Print the data that follows exactly as it stands, from its first line through the line containing "pub struct ClipLibrary", and stop there.
[[ RECORDS SHOWN, beginning ]]
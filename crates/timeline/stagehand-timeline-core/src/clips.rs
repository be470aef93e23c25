//! Clip lookup for markers that name a clip by key.

use hashbrown::HashMap;
use stagehand_injection::ClipRef;

#[derive(Debug, Default, Clone)]
pub struct ClipLibrary {
    clips: HashMap<String, ClipRef>,
}

impl ClipLibrary {
    pub fn new() -> Self {
        Self::default()
    }

    /// Register under the clip's own name, replacing any clip with that name.
    pub fn insert(&mut self, clip: ClipRef) -> Option<ClipRef> {
        self.clips.insert(clip.name().to_string(), clip)
    }

    pub fn insert_as(&mut self, key: impl Into<String>, clip: ClipRef) -> Option<ClipRef> {
        self.clips.insert(key.into(), clip)
    }

    pub fn get(&self, key: &str) -> Option<ClipRef> {
        self.clips.get(key).cloned()
    }

    pub fn len(&self) -> usize {
        self.clips.len()
    }

    pub fn is_empty(&self) -> bool {
        self.clips.is_empty()
    }
}

impl FromIterator<ClipRef> for ClipLibrary {
    fn from_iter<I: IntoIterator<Item = ClipRef>>(iter: I) -> Self {
        let mut lib = Self::new();
        for clip in iter {
            lib.insert(clip);
        }
        lib
    }
}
[[ RECORDS SHOWN, end ]]
▶ [YOUR RESPONSE]:
filename crates/timeline/stagehand-timeline-core/src/clips.rs
repository be470aef93e23c25
//! Clip lookup for markers that name a clip by key.

use hashbrown::HashMap;
use stagehand_injection::ClipRef;

#[derive(Debug, Default, Clone)]
pub struct ClipLibrary {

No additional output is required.